▶ _Task to complete_
Search term "Deserialize": please copy every line of the records below that contains it.

▶ _Given data_
***
//! Pose-prior file layout section.

use serde::{Deserialize, Serialize};

use crate::io::{Delimiter, MalformedRowPolicy, RemainderPolicy, TransformFileConfig};

use super::defaults;

/// Pose-prior file settings section
#[derive(Clone, Debug, Serialize, Deserialize)]
pub struct TransformsSection {
    /// Lines skipped before data
    #[serde(default = "defaults::header_rows")]
    pub header_rows: usize,

    /// Leading label columns skipped on each row
    #[serde(default)]
    pub skip_columns: usize,

    /// Single character, "tab", or "whitespace"
    #[serde(default)]
    pub delimiter: Delimiter,

    /// Raw rows per frame; derived from the frame count when omitted
    #[serde(default)]
    pub rows_per_frame: Option<usize>,

    /// "abort" or "skip"
    #[serde(default)]
    pub on_malformed: MalformedRowPolicy,

    /// "reject" or "drop"
    #[serde(default)]
    pub remainder: RemainderPolicy,
}

impl Default for TransformsSection {
    fn default() -> Self {
        Self {
            header_rows: defaults::header_rows(),
            skip_columns: 0,
            delimiter: Delimiter::default(),
            rows_per_frame: None,
            on_malformed: MalformedRowPolicy::default(),
            remainder: RemainderPolicy::default(),
        }
    }
}

impl TransformsSection {
    /// Convert to TransformFileConfig
    pub fn to_transform_config(&self) -> TransformFileConfig {
        TransformFileConfig {
            header_rows: self.header_rows,
            skip_columns: self.skip_columns,
            delimiter: self.delimiter,
            rows_per_frame: self.rows_per_frame,
            on_malformed: self.on_malformed,
            remainder: self.remainder,
        }
    }
}
//! Geometry algorithms layer.
//!
//! This layer contains the algorithmic building blocks for stitching.
//!
//! # Contents
//!
//! - [`features`]: Surface normals and FPFH descriptors
//! - [`matching`]: Cloud registration (SAC-IA, ICP, coarse-then-fine engine)
//! - [`segmentation`]: RANSAC plane fitting and wall segmentation

pub mod features;
pub mod matching;
pub mod segmentation;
***
▶ _Answer to this problem_
use serde::{Deserialize, Serialize};
#[derive(Clone, Debug, Serialize, Deserialize)]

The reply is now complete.